Se você não mora em uma caverna usou redes sociais nos últimos dias, certamente já viu alguém comentar sobre o último desfile fashion de Rihanna, o Savage X Fenty, Vol. 2 — aliás, saiba como assistir de graça aqui. Hoje estreio aqui no RIHANNA.com.br e trago comentários e reflexões acerca do maior fashion show do momento.
Desde a última edição do desfile da Savage X Fenty, em que Rihanna praticamente redefiniu os conceitos e formas de se fazer um fashion show definitivamente, todos esperavam uma continuidade ainda mais avassaladora desse trabalho de inclusão e quebra de padrões que a Rihanna vem fazendo ao longo dos últimos anos com suas marcas que levam o seu sobrenome, Fenty.
A Savage X Fenty nasceu da necessidade de ver mulheres reais se sentindo representadas por pessoas reais e da incógnita sobre ‘o que é sentir-se sexy?’. A grande maioria das marcas da indústria de roupas íntimas cria suas peças voltadas para o gosto do público masculino, sem considerar o conforto e a autoestima da mulher, objetificando esses corpos e reforçando cada vez mais o sistema machista da sociedade.
Como ela mesma disse em entrevista para Vogue:
“Não acreditamos em divisão. Não queremos excluir ninguém.

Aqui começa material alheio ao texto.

//! Commands and types used throughout gridsnap.
//!
//! This module defines the vocabulary that all components share:
//! [`Command`] describes every action the tiler can perform, and
//! [`Action`] / [`Direction`] / [`Rect`] / [`WindowId`] / [`WindowInfo`]
//! provide the supporting data types.
//!
//! Key-bind helpers forward raw arguments; the daemon parses action and
//! direction strings case-insensitively ("move", "Expand", "LEFT", …) and
//! window ids as either numbers or hex strings ("0x5934277460f0").

use serde::de::Error as DeError;
use serde::{Deserialize, Deserializer, Serialize};
use std::fmt;

/// Direction for span transforms and focus jumps (cardinal only).
#[derive(Debug, Clone, Copy, PartialEq, Eq, Hash, Serialize)]
pub enum Direction {
    Left,
    Right,
    Up,
    Down,
}

impl fmt::Display for Direction {
    fn fmt(&self, f: &mut fmt::Formatter<'_>) -> fmt::Result {
        match self {
            Direction::Left => write!(f, "left"),
            Direction::Right => write!(f, "right"),
            Direction::Up => write!(f, "up"),
            Direction::Down => write!(f, "down"),
        }
    }
}

/// Parse a direction string (case-insensitive).
fn parse_direction(s: &str) -> Option<Direction> {
    match s.trim().to_ascii_lowercase().as_str() {
        "left" => Some(Direction::Left),
        "right" => Some(Direction::Right),
        "up" => Some(Direction::Up),
        "down" => Some(Direction::Down),
        _ => None,
    }
}

impl<'de> Deserialize<'de> for Direction {
    fn deserialize<D>(deserializer: D) -> Result<Self, D::Error>
    where
        D: Deserializer<'de>,
    {
        let s = String::deserialize(deserializer)?;
        parse_direction(&s).ok_or_else(|| DeError::custom(format!("invalid direction: {:?}", s)))
    }
}

/// What a directional transform does to the focused window's span.
#[derive(Debug, Clone, Copy, PartialEq, Eq, Hash, Serialize)]
pub enum Action {
    /// Shift the anchor cell by one in the given direction.
    Move,
    /// Grow the span by one cell toward the given direction.
    Expand,
    /// Shrink the span by one cell away from the given direction.
    Shrink,
}

impl fmt::Display for Action {
    fn fmt(&self, f: &mut fmt::Formatter<'_>) -> fmt::Result {
        match self {
            Action::Move => write!(f, "move"),
            Action::Expand => write!(f, "expand"),
            Action::Shrink => write!(f, "shrink"),
        }
    }
}

/// Parse an action string (case-insensitive).
fn parse_action(s: &str) -> Option<Action> {
    match s.trim().to_ascii_lowercase().as_str() {
        "move" => Some(Action::Move),
        "expand" => Some(Action::Expand),
        "shrink" => Some(Action::Shrink),
        _ => None,
    }
}

impl<'de> Deserialize<'de> for Action {
    fn deserialize<D>(deserializer: D) -> Result<Self, D::Error>
    where
        D: Deserializer<'de>,
    {
        let s = String::deserialize(deserializer)?;
        parse_action(&s).ok_or_else(|| DeError::custom(format!("invalid action: {:?}", s)))
    }
}

/// An axis-aligned rectangle in absolute screen pixels.
///
/// All four fields are `i32`: positions can be negative on multi-monitor
/// virtual desktops, and signed sizes keep the interpolation arithmetic
/// uniform.
#[derive(Debug, Clone, Copy, PartialEq, Eq, Serialize, Deserialize)]
pub struct Rect {
    pub x: i32,
    pub y: i32,
    pub width: i32,
    pub height: i32,
}

impl Rect {
    pub fn new(x: i32, y: i32, width: i32, height: i32) -> Self {
        Self {
            x,
            y,
            width,
            height,
        }
    }

    /// Center point of the rectangle, in real-valued pixels.
    pub fn center(&self) -> (f64, f64) {
        (
            self.x as f64 + self.width as f64 / 2.0,
            self.y as f64 + self.height as f64 / 2.0,
        )
    }
}

impl fmt::Display for Rect {
    fn fmt(&self, f: &mut fmt::Formatter<'_>) -> fmt::Result {
        write!(f, "{}x{}+{}+{}", self.width, self.height, self.x, self.y)
    }
}

/// Opaque window identity.
///
/// On Hyprland this is the window address. The id is only ever used as a
/// map key and as an argument back to the compositor; holding one never
/// keeps the window alive.
#[derive(Debug, Clone, Copy, PartialEq, Eq, Hash, Serialize)]
pub struct WindowId(pub u64);

impl fmt::Display for WindowId {
    fn fmt(&self, f: &mut fmt::Formatter<'_>) -> fmt::Result {
        write!(f, "{:#x}", self.0)
    }
}

impl WindowId {
    /// Parse a hex window address, with or without a `0x` prefix.
    pub fn from_hex(s: &str) -> Option<Self> {
        let digits = s.trim().trim_start_matches("0x");
        u64::from_str_radix(digits, 16).ok().map(WindowId)
    }
}

impl<'de> Deserialize<'de> for WindowId {
    fn deserialize<D>(deserializer: D) -> Result<Self, D::Error>
    where
        D: Deserializer<'de>,
    {
        use serde::de::Visitor;
        struct V;
        impl<'de> Visitor<'de> for V {
            type Value = WindowId;
            fn expecting(&self, f: &mut fmt::Formatter<'_>) -> fmt::Result {
                write!(f, "non-negative integer or hex string")
            }
            fn visit_u64<E>(self, n: u64) -> Result<WindowId, E> {
                Ok(WindowId(n))
            }
            fn visit_str<E>(self, s: &str) -> Result<WindowId, E>
            where
                E: DeError,
            {
                WindowId::from_hex(s)
                    .ok_or_else(|| DeError::custom(format!("invalid window id: {:?}", s)))
            }
        }
        deserializer.deserialize_any(V)
    }
}

/// Minimal information about a window reported by the compositor.
#[derive(Debug, Clone, PartialEq, Eq)]
pub struct WindowInfo {
    /// Compositor-assigned identity.
    pub id: WindowId,
    /// Human-readable title.
    pub title: String,
    /// Current frame rectangle in absolute screen pixels.
    pub frame: Rect,
}

/// Wire format for ApplyTile.
///
/// `window` defaults to the currently focused window and the spans default
/// to a single cell, so a picker UI only has to send the preset and index.
#[derive(Debug, Clone, PartialEq, Serialize, Deserialize)]
pub struct TileRequest {
    /// Target window; `None` means the focused window at apply time.
    #[serde(default)]
    pub window: Option<WindowId>,
    /// Key into the preset catalog ("1".."9").
    pub preset: String,
    /// Linear index of the span's anchor cell.
    pub index: usize,
    /// Rows covered by the span.
    #[serde(default = "one")]
    pub row_span: usize,
    /// Columns covered by the span.
    #[serde(default = "one")]
    pub col_span: usize,
}

fn one() -> usize {
    1
}

/// Every action the tiler can perform.
///
/// Commands are produced by [`CommandSource`](crate::traits::CommandSource)
/// implementations and consumed by the [`GridTiler`](crate::tiler::GridTiler).
#[derive(Debug, Clone, PartialEq, Serialize, Deserialize)]
pub enum Command {
    /// Snap a window to an explicit preset/index/span. Used by picker UIs;
    /// executed through the tiler's single deferred-apply slot.
    ApplyTile(TileRequest),

    /// Move, expand or shrink the focused window's span by one cell.
    Transform {
        action: Action,
        direction: Direction,
    },

    /// Jump focus to the nearest window in the given direction.
    Focus(Direction),

    /// Ask the external overlay/picker to show (or hide) itself for the
    /// focused window.
    ///
    /// On the wire this is encoded as the JSON string `"ToggleOverlay"`.
    ToggleOverlay,

    /// Lifecycle notification: the window no longer exists. Prunes its
    /// tiling state and cancels any animation aimed at it.
    WindowClosed(WindowId),
}

#[cfg(test)]
mod tests {
    use super::*;

    #[test]
    fn direction_display() {
        assert_eq!(Direction::Left.to_string(), "left");
        assert_eq!(Direction::Right.to_string(), "right");
        assert_eq!(Direction::Up.to_string(), "up");
        assert_eq!(Direction::Down.to_string(), "down");
    }

    #[test]
    fn direction_parse_case_insensitive() {
        for s in ["left", "Left", "LEFT", " left "] {
            let d: Direction = serde_json::from_str(&format!("{:?}", s)).unwrap();
            assert_eq!(d, Direction::Left);
        }
        assert!(serde_json::from_str::<Direction>("\"sideways\"").is_err());
    }

    #[test]
    fn action_parse_case_insensitive() {
        for (s, want) in [
            ("move", Action::Move),
            ("EXPAND", Action::Expand),
            ("Shrink", Action::Shrink),
        ] {
            let a: Action = serde_json::from_str(&format!("{:?}", s)).unwrap();
            assert_eq!(a, want);
        }
        assert!(serde_json::from_str::<Action>("\"grow\"").is_err());
    }

    #[test]
    fn rect_center() {
        let r = Rect::new(10, 20, 100, 50);
        assert_eq!(r.center(), (60.0, 45.0));
    }

    #[test]
    fn rect_center_odd_sizes() {
        let r = Rect::new(0, 0, 5, 5);
        assert_eq!(r.center(), (2.5, 2.5));
    }

    #[test]
    fn window_id_from_hex() {
        assert_eq!(WindowId::from_hex("0x1f"), Some(WindowId(31)));
        assert_eq!(WindowId::from_hex("1f"), Some(WindowId(31)));
        assert_eq!(
            WindowId::from_hex("5934277460f0"),
            Some(WindowId(0x5934277460f0))
        );
        assert_eq!(WindowId::from_hex("not hex"), None);
    }

    #[test]
    fn window_id_display_is_hex() {
        assert_eq!(WindowId(31).to_string(), "0x1f");
    }

    #[test]
    fn window_id_deserializes_number_or_string() {
        let a: WindowId = serde_json::from_str("31").unwrap();
        let b: WindowId = serde_json::from_str("\"0x1f\"").unwrap();
        assert_eq!(a, b);
    }

    #[test]
    fn transform_wire_format() {
        let cmd: Command =
            serde_json::from_str(r#"{"Transform":{"action":"move","direction":"left"}}"#).unwrap();
        assert_eq!(
            cmd,
            Command::Transform {
                action: Action::Move,
                direction: Direction::Left,
            }
        );
    }

    #[test]
    fn focus_wire_format() {
        let cmd: Command = serde_json::from_str(r#"{"Focus":"right"}"#).unwrap();
        assert_eq!(cmd, Command::Focus(Direction::Right));
    }

    #[test]
    fn toggle_overlay_wire_format() {
        let cmd: Command = serde_json::from_str(r#""ToggleOverlay""#).unwrap();
        assert_eq!(cmd, Command::ToggleOverlay);
    }

    #[test]
    fn apply_tile_defaults() {
        let cmd: Command =
            serde_json::from_str(r#"{"ApplyTile":{"preset":"9","index":4}}"#).unwrap();
        match cmd {
            Command::ApplyTile(req) => {
                assert_eq!(req.window, None);
                assert_eq!(req.preset, "9");
                assert_eq!(req.index, 4);
                assert_eq!(req.row_span, 1);
                assert_eq!(req.col_span, 1);
            }
            other => panic!("unexpected command: {:?}", other),
        }
    }

    #[test]
    fn apply_tile_full() {
        let json = r#"{"ApplyTile":{"window":"0xbeef","preset":"5","index":1,"row_span":2,"col_span":1}}"#;
        let cmd: Command = serde_json::from_str(json).unwrap();
        match cmd {
            Command::ApplyTile(req) => {
                assert_eq!(req.window, Some(WindowId(0xbeef)));
                assert_eq!(req.preset, "5");
                assert_eq!(req.row_span, 2);
            }
            other => panic!("unexpected command: {:?}", other),
        }
    }

    #[test]
    fn window_closed_wire_format() {
        let cmd: Command = serde_json::from_str(r#"{"WindowClosed":"0x1f"}"#).unwrap();
        assert_eq!(cmd, Command::WindowClosed(WindowId(31)));
    }

    #[test]
    fn command_serialize_round_trip() {
        let cmds = vec![
            Command::Transform {
                action: Action::Shrink,
                direction: Direction::Down,
            },
            Command::Focus(Direction::Up),
            Command::ToggleOverlay,
        ];
        for cmd in cmds {
            let json = serde_json::to_string(&cmd).unwrap();
            let back: Command = serde_json::from_str(&json).unwrap();
            assert_eq!(back, cmd);
        }
    }
}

Essa tem sido nossa mensagem desde o primeiro dia e não vai mudar agora porque todos estão tendo essa percepção.”
Dessa forma, em plena pandemia, com todos os desafios de se trabalhar à distância, sem poder colocar a mão em nada até o momento das gravações que também tiveram todo o cuidado e seguiram os protocolos de segurança da OMS, fazendo inclusive ensaios com dançarinos e seleção de modelos também por meio de videochamada, Rihanna conseguiu entregar um show ainda melhor que o do ano passado, atendendo a todos os pedidos, com a maior diversidade de beleza, corpos e etnias que já se viu na indústria da moda. “[A pandemia] nos forçou a descobrir novas formas de produzir um show. Nós tivemos que descobrir maneiras de fazer com que isso seja o mais visualmente atraente possível”, disse a cantora.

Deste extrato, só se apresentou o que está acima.